I got to work this morning and was just waiting for the first examinee to come to my office when Janet called me. Are you in your office? Yes. Can you come down to the playground for photos? But I have 20 students to test! Oh pity, they want you to come anyway. How long will it take? About 10 minutes.
During exams I never take the mid-lesson breaks so yes, I could spare 10 minutes but it actually translated into 30 minutes. The photos were graduation photos and this is why I love my little campus - not one student there had I taught but the faculty wanted me there. They try to include me in everything to make me feel part of the team.

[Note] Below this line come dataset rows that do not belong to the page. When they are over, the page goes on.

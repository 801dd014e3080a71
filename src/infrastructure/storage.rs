use crate::config::GatewayConfig;
use crate::services::storage::{S3StorageService, StorageService};
use aws_sdk_s3::config::retry::RetryConfig;
use aws_sdk_s3::config::{Credentials, Region};
use std::sync::Arc;
use tracing::{info, warn};

/// Builds the S3 client from `config`. SDK retries are disabled: every put is
/// a single attempt.
pub async fn setup_storage(config: &GatewayConfig) -> Arc<S3StorageService> {
    match &config.endpoint {
        Some(endpoint) => info!("☁️  S3 Storage: {} (Bucket: {})", endpoint, config.bucket),
        None => info!(
            "☁️  S3 Storage: AWS {} (Bucket: {})",
            config.region, config.bucket
        ),
    }

    let mut loader = aws_config::from_env()
        .region(Region::new(config.region.clone()))
        .credentials_provider(Credentials::new(
            config.access_key_id.clone(),
            config.secret_access_key.clone(),
            None,
            None,
            "static",
        ));
    if let Some(endpoint) = &config.endpoint {
        loader = loader.endpoint_url(endpoint);
    }
    let aws_config = loader.load().await;

    let s3_config = aws_sdk_s3::config::Builder::from(&aws_config)
        .force_path_style(config.endpoint.is_some())
        .retry_config(RetryConfig::disabled())
        .build();

    let s3_client = aws_sdk_s3::Client::from_conf(s3_config);
    let storage = Arc::new(S3StorageService::new(s3_client, config.bucket.clone()));

    match storage.check_bucket().await {
        Ok(()) => info!("✅ Bucket '{}' is reachable", config.bucket),
        Err(e) => warn!(
            "⚠️  Bucket '{}' is not reachable yet, uploads will fail until it is: {:#}",
            config.bucket, e
        ),
    }

    storage
}
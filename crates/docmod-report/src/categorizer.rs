//! Categorizer strategy and its bucketed output.

use docmod_diff::{ModificationSet, ObjectModification};
use indexmap::IndexMap;

// ---------------------------------------------------------------------------
// CategorizedModifications
// ---------------------------------------------------------------------------

/// Modifications partitioned into named buckets.
///
/// Buckets keep the order in which they were declared, and each bucket keeps
/// the order in which the comparator found its modifications.
#[derive(Clone, Debug, Default)]
pub struct CategorizedModifications<'a> {
    buckets: IndexMap<String, Vec<ObjectModification<'a>>>,
}

impl<'a> CategorizedModifications<'a> {
    pub fn new() -> Self {
        Self::default()
    }

    /// Create with the given buckets present and empty.
    pub fn with_buckets<I, S>(names: I) -> Self
    where
        I: IntoIterator<Item = S>,
        S: Into<String>,
    {
        Self {
            buckets: names.into_iter().map(|n| (n.into(), Vec::new())).collect(),
        }
    }

    /// Append a modification to `bucket`, creating the bucket if needed.
    pub fn push(&mut self, bucket: &str, modification: ObjectModification<'a>) {
        match self.buckets.get_mut(bucket) {
            Some(records) => records.push(modification),
            None => {
                self.buckets.insert(bucket.to_string(), vec![modification]);
            }
        }
    }

    /// Modifications in `bucket`; empty if the bucket does not exist.
    pub fn bucket(&self, name: &str) -> &[ObjectModification<'a>] {
        self.buckets.get(name).map(Vec::as_slice).unwrap_or_default()
    }

    pub fn bucket_names(&self) -> impl Iterator<Item = &str> {
        self.buckets.keys().map(String::as_str)
    }

    /// Iterate `(bucket, modifications)` pairs in bucket order.
    pub fn iter(&self) -> impl Iterator<Item = (&str, &[ObjectModification<'a>])> {
        self.buckets.iter().map(|(k, v)| (k.as_str(), v.as_slice()))
    }

    /// Name of the bucket holding the record at `rendered_path`.
    pub fn bucket_of(&self, rendered_path: &str) -> Option<&str> {
        self.buckets
            .iter()
            .find(|(_, records)| records.iter().any(|m| m.path().to_string() == rendered_path))
            .map(|(name, _)| name.as_str())
    }

    /// Total number of modifications across all buckets.
    pub fn len(&self) -> usize {
        self.buckets.values().map(Vec::len).sum()
    }

    pub fn is_empty(&self) -> bool {
        self.buckets.values().all(Vec::is_empty)
    }
}

// ---------------------------------------------------------------------------
// ModificationCategorizer trait
// ---------------------------------------------------------------------------

/// Policy that partitions a modification set into named buckets.
///
/// The categorizer receives the complete, deduplicated set in the order the
/// comparator produced it. The trait is object-safe and `Send + Sync` so a
/// categorizer can be stored as a `Box<dyn ModificationCategorizer>`.
pub trait ModificationCategorizer: Send + Sync {
    /// Human-readable name of this categorizer (e.g., "rules").
    fn name(&self) -> &str;

    /// Assign every modification in `modifications` to a bucket.
    fn categorize<'a>(&self, modifications: &ModificationSet<'a>) -> CategorizedModifications<'a>;
}

#[cfg(test)]
mod tests {
    use docmod_diff::ObjectPath;

    use super::*;

    fn created(key: &str) -> ObjectModification<'static> {
        ObjectModification::created(ObjectPath::root().enter_key(key), None)
    }

    #[test]
    fn seeded_buckets_are_present_and_empty() {
        let categories = CategorizedModifications::with_buckets(["a", "b"]);
        assert_eq!(categories.bucket_names().collect::<Vec<_>>(), vec!["a", "b"]);
        assert!(categories.is_empty());
        assert!(categories.bucket("missing").is_empty());
    }

    #[test]
    fn push_keeps_order_and_creates_buckets() {
        let mut categories = CategorizedModifications::with_buckets(["a"]);
        categories.push("b", created("X"));
        categories.push("a", created("Y"));
        categories.push("a", created("Z"));

        assert_eq!(categories.len(), 3);
        assert_eq!(categories.bucket_names().collect::<Vec<_>>(), vec!["a", "b"]);
        let a: Vec<_> = categories.bucket("a").iter().map(|m| m.path().to_string()).collect();
        assert_eq!(a, vec!["Y", "Z"]);
        assert_eq!(categories.bucket_of("X"), Some("b"));
        assert_eq!(categories.bucket_of("W"), None);
    }
}
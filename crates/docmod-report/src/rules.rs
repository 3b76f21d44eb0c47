//! Rule-driven categorizer.

use docmod_diff::{ModificationSet, ObjectModification};
use tracing::debug;

use crate::categorizer::{CategorizedModifications, ModificationCategorizer};
use crate::config::CategorizerConfig;
use crate::error::ReportResult;

/// Categorizer driven by [`CategorizerConfig`] rules.
///
/// Each modification goes to the first rule whose keys appear in its path,
/// or to the fallback bucket when no rule matches. The default instance uses
/// [`CategorizerConfig::default`].
#[derive(Clone, Debug, Default)]
pub struct RuleCategorizer {
    config: CategorizerConfig,
}

impl RuleCategorizer {
    /// Create a categorizer after validating `config`.
    pub fn new(config: CategorizerConfig) -> ReportResult<Self> {
        config.validate()?;
        Ok(Self { config })
    }

    pub fn config(&self) -> &CategorizerConfig {
        &self.config
    }

    /// Bucket name for a single modification.
    pub fn bucket_for(&self, modification: &ObjectModification<'_>) -> &str {
        let path = modification.path();
        self.config
            .rules
            .iter()
            .find(|rule| rule.keys.iter().any(|key| path.contains_key(key)))
            .map(|rule| rule.bucket.as_str())
            .unwrap_or(self.config.fallback_bucket.as_str())
    }
}

impl ModificationCategorizer for RuleCategorizer {
    fn name(&self) -> &str {
        "rules"
    }

    fn categorize<'a>(&self, modifications: &ModificationSet<'a>) -> CategorizedModifications<'a> {
        let mut categories = CategorizedModifications::with_buckets(self.config.bucket_names());
        for modification in modifications {
            let bucket = self.bucket_for(modification);
            debug!(path = %modification.path(), bucket, "modification categorized");
            categories.push(bucket, modification.clone());
        }
        categories
    }
}

#[cfg(test)]
mod tests {
    use docmod_diff::ObjectPath;

    use super::*;
    use crate::config::CategoryRule;

    fn updated(path: ObjectPath) -> ObjectModification<'static> {
        ObjectModification::updated(path, None, None)
    }

    fn catalog() -> ObjectPath {
        ObjectPath::labelled("Catalog")
    }

    #[test]
    fn default_rules_bucket_by_path_keys() {
        let categorizer = RuleCategorizer::default();
        let cases = [
            (catalog().enter_key("DSS").enter_key("Certs"), "extension"),
            (catalog().enter_key("AcroForm").enter_key("Fields").enter_index(0), "signature-or-form-fill"),
            (
                catalog().enter_key("Pages").enter_key("Kids").enter_index(0).enter_key("Annots").enter_index(2),
                "annotation",
            ),
            (catalog().enter_key("Pages").enter_key("Count"), "undefined"),
        ];
        for (path, bucket) in cases {
            assert_eq!(categorizer.bucket_for(&updated(path)), bucket);
        }
    }

    #[test]
    fn first_matching_rule_wins() {
        let categorizer = RuleCategorizer::default();
        // A widget appearance inside the annotation array.
        let path = catalog()
            .enter_key("Pages")
            .enter_key("Kids")
            .enter_index(0)
            .enter_key("Annots")
            .enter_index(0)
            .enter_key("AP");
        assert_eq!(categorizer.bucket_for(&updated(path)), "signature-or-form-fill");
    }

    #[test]
    fn stream_paths_use_their_keys() {
        let categorizer = RuleCategorizer::default();
        let path = catalog().enter_key("DSS").enter_key("OCSPs").enter_index(0).to_stream();
        assert_eq!(categorizer.bucket_for(&updated(path)), "extension");
    }

    #[test]
    fn categorize_preserves_order_and_count() {
        let mut set = ModificationSet::new();
        set.insert(updated(catalog().enter_key("Count")));
        set.insert(updated(catalog().enter_key("DSS")));
        set.insert(updated(catalog().enter_key("Version")));

        let categories = RuleCategorizer::default().categorize(&set);
        assert_eq!(categories.len(), set.len());
        let undefined: Vec<_> = categories
            .bucket("undefined")
            .iter()
            .map(|m| m.path().to_string())
            .collect();
        assert_eq!(undefined, vec!["Catalog/Count", "Catalog/Version"]);
        assert_eq!(categories.bucket("extension").len(), 1);
        assert!(categories.bucket("annotation").is_empty());
    }

    #[test]
    fn invalid_config_is_rejected() {
        let config = CategorizerConfig {
            rules: vec![CategoryRule::new("", ["X"])],
            ..Default::default()
        };
        assert!(RuleCategorizer::new(config).is_err());
    }
}
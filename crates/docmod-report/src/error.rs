use std::fmt;

use docmod_diff::DiffError;

/// Errors that can occur while building a modification report.
#[derive(Debug, thiserror::Error)]
pub enum ReportError {
    /// The categorizer rule set is unusable.
    #[error("invalid categorizer rules: {0}")]
    InvalidRules(String),

    /// Categorizer configuration could not be parsed or serialized.
    #[error("configuration error: {0}")]
    Config(String),

    /// The underlying comparison could not start.
    #[error(transparent)]
    Diff(#[from] DiffError),
}

/// Convenience alias for report results.
pub type ReportResult<T> = Result<T, ReportError>;

impl PartialEq for ReportError {
    fn eq(&self, other: &Self) -> bool {
        // Compare by display representation for test convenience.
        fmt::format(format_args!("{self}")) == fmt::format(format_args!("{other}"))
    }
}

impl Eq for ReportError {}
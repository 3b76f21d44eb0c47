use std::fmt;
use std::str::FromStr;

use serde::{Deserialize, Serialize};

use crate::error::TypeError;

/// Number of an indirect object within a revision.
///
/// An `ObjectNumber` is how one object refers to another that is stored
/// elsewhere in the document. The generation number is not tracked: an
/// incremental update that reuses a number replaces the object for the
/// revision that contains it.
#[derive(Clone, Copy, PartialEq, Eq, Hash, PartialOrd, Ord, Serialize, Deserialize)]
#[serde(transparent)]
pub struct ObjectNumber(u64);

impl ObjectNumber {
    /// Create an object number.
    pub const fn new(number: u64) -> Self {
        Self(number)
    }

    /// The raw numeric value.
    pub const fn get(&self) -> u64 {
        self.0
    }
}

impl fmt::Debug for ObjectNumber {
    fn fmt(&self, f: &mut fmt::Formatter<'_>) -> fmt::Result {
        write!(f, "ObjectNumber({})", self.0)
    }
}

impl fmt::Display for ObjectNumber {
    fn fmt(&self, f: &mut fmt::Formatter<'_>) -> fmt::Result {
        write!(f, "{}", self.0)
    }
}

impl From<u64> for ObjectNumber {
    fn from(number: u64) -> Self {
        Self(number)
    }
}

impl From<ObjectNumber> for u64 {
    fn from(number: ObjectNumber) -> Self {
        number.0
    }
}

/// Parses either a bare number (`"12"`) or a reference triple (`"12 0 R"`).
impl FromStr for ObjectNumber {
    type Err = TypeError;

    fn from_str(s: &str) -> Result<Self, Self::Err> {
        let mut parts = s.split_whitespace();
        let number = parts
            .next()
            .ok_or_else(|| TypeError::InvalidObjectNumber(s.to_string()))?;
        match (parts.next(), parts.next(), parts.next()) {
            (None, None, None) => {}
            (Some(generation), Some("R"), None)
                if generation.chars().all(|c| c.is_ascii_digit()) => {}
            _ => return Err(TypeError::InvalidObjectNumber(s.to_string())),
        }
        number
            .parse::<u64>()
            .map(Self)
            .map_err(|_| TypeError::InvalidObjectNumber(s.to_string()))
    }
}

Even better, it was so different to Chizhou where the teachers simply turned up for a group photo wearing whatever they had on. Oh no, here the students all had their graduation gowns and mortar boards and get this - so did the teachers! I was taken to the kitting-out station (beneath a basketball hoop) and supplied with my own gown and mortar board! I may even have looked like a proper teacher. Given that I never graduated from any educational institution in my life it felt slightly fraudulent but yes I am a teacher regardless of my lack of a degree and do you know what? I was honoured.
Next week I should be able to post a picture of me looking at my most professorial (or not, I have no idea how the photo Janet had taken made me look) but what a demonstration of how my tiny campus always try to include me in everything from beating bongo drums to dressing me up like that. Really heartwarming and so I am getting over all the shenannigans the main campus is slinging at me. I am now forewarned about the problems for next year, my main problem of late has been the sudden springing of nasty surprises in the wallet region.

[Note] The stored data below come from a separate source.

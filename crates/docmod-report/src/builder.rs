//! Report assembly: compare two revisions, then bucket the result with the
//! configured categorizer.

use std::time::{Duration, Instant};

use docmod_diff::{ComparisonReport, ComparisonWarning, ModificationSet, RevisionComparator};
use docmod_types::ObjectGraph;
use tracing::debug;

use crate::categorizer::{CategorizedModifications, ModificationCategorizer};
use crate::error::ReportResult;
use crate::rules::RuleCategorizer;

// ---------------------------------------------------------------------------
// ModificationReport
// ---------------------------------------------------------------------------

/// A comparison result together with its categorization.
#[derive(Clone, Debug)]
pub struct ModificationReport<'a> {
    /// Modifications and warnings as produced by the comparator.
    pub comparison: ComparisonReport<'a>,
    /// The same modifications, bucketed by the categorizer.
    pub categories: CategorizedModifications<'a>,
    /// Name of the categorizer that produced `categories`.
    pub categorizer: String,
    /// Wall-clock time spent producing the report.
    pub elapsed: Duration,
}

impl<'a> ModificationReport<'a> {
    /// Returns `true` if the revisions did not differ.
    pub fn is_empty(&self) -> bool {
        self.comparison.is_empty()
    }

    /// Returns `false` if any branch was cut at the depth limit.
    pub fn is_complete(&self) -> bool {
        self.comparison.is_complete()
    }

    pub fn modifications(&self) -> &ModificationSet<'a> {
        &self.comparison.modifications
    }

    pub fn warnings(&self) -> &[ComparisonWarning] {
        &self.comparison.warnings
    }
}

// ---------------------------------------------------------------------------
// ModificationReportBuilder
// ---------------------------------------------------------------------------

/// Hands a comparison result to an injected categorizer.
///
/// The builder never inspects the modifications itself; what counts as an
/// acceptable change is entirely up to the categorizer and its caller.
pub struct ModificationReportBuilder {
    categorizer: Box<dyn ModificationCategorizer>,
}

impl ModificationReportBuilder {
    pub fn new(categorizer: Box<dyn ModificationCategorizer>) -> Self {
        Self { categorizer }
    }

    /// Builder using [`RuleCategorizer`] with its default rules.
    pub fn with_default_rules() -> Self {
        Self::new(Box::new(RuleCategorizer::default()))
    }

    pub fn categorizer_name(&self) -> &str {
        self.categorizer.name()
    }

    /// Categorize an existing comparison result.
    pub fn build<'a>(&self, comparison: ComparisonReport<'a>) -> ModificationReport<'a> {
        let start = Instant::now();
        self.finish(comparison, start)
    }

    /// Compare the catalogs of two revisions and categorize the result.
    pub fn run<'a>(
        &self,
        comparator: &RevisionComparator,
        original: &'a dyn ObjectGraph,
        revised: &'a dyn ObjectGraph,
    ) -> ReportResult<ModificationReport<'a>> {
        let start = Instant::now();
        let comparison = comparator.compare_revisions(original, revised)?;
        Ok(self.finish(comparison, start))
    }

    fn finish<'a>(&self, comparison: ComparisonReport<'a>, start: Instant) -> ModificationReport<'a> {
        let categories = self.categorizer.categorize(&comparison.modifications);
        let elapsed = start.elapsed();
        debug!(
            categorizer = self.categorizer.name(),
            modifications = comparison.modifications.len(),
            buckets = categories.bucket_names().count(),
            ?elapsed,
            "modification report built"
        );
        ModificationReport {
            comparison,
            categories,
            categorizer: self.categorizer.name().to_string(),
            elapsed,
        }
    }
}

impl Default for ModificationReportBuilder {
    fn default() -> Self {
        Self::with_default_rules()
    }
}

So far I have done more than half the exams. Tell a Chinese class implicitly that you want 20 students to come to be tested and no more and never expect exactly 20 to turn up. The chancers will come just to be able to finish a week early and you will end up with 25. I expect it and am not bothered, it will make next week easier.
So far I have failed two boys. I had no choice even if their English level was that of a native. The only time I had seen them was the first class and today. Both went home early on Fridays and never came to my classes. I was surprised they even turned up for testing.
But I have also been passing students I really shouldn’t and certainly wouldn’t if they were English majors. But these are not. The ones who attended every class and volunteered to read from the book only needed 10 marks to pass so they were easy. It was the ones who had missed five or six lessons and not volunteered to read that were the problem.
Now they never needed to take nor asked to be given English lessons so I felt some compassion should be shown. Ok, some have been given the barest minimum pass mark but they were happy with that. There was however one girl whose attendance had been poor and she had never volunteered once on the odd occasion she had turned up. Not only that her English was atrocious.
I said to her that there was no way I could pass her.
Ok I understand she said.
Then she stood up to leave and said “I made this for you, it’s for luck” and pulled from her pocket something she had made from red twine for hanging at home - see picture. She still gave it to me AFTER being told I was failing her.
Ok, call me a softy because you know what happened. Even the lowest pass is a pass!!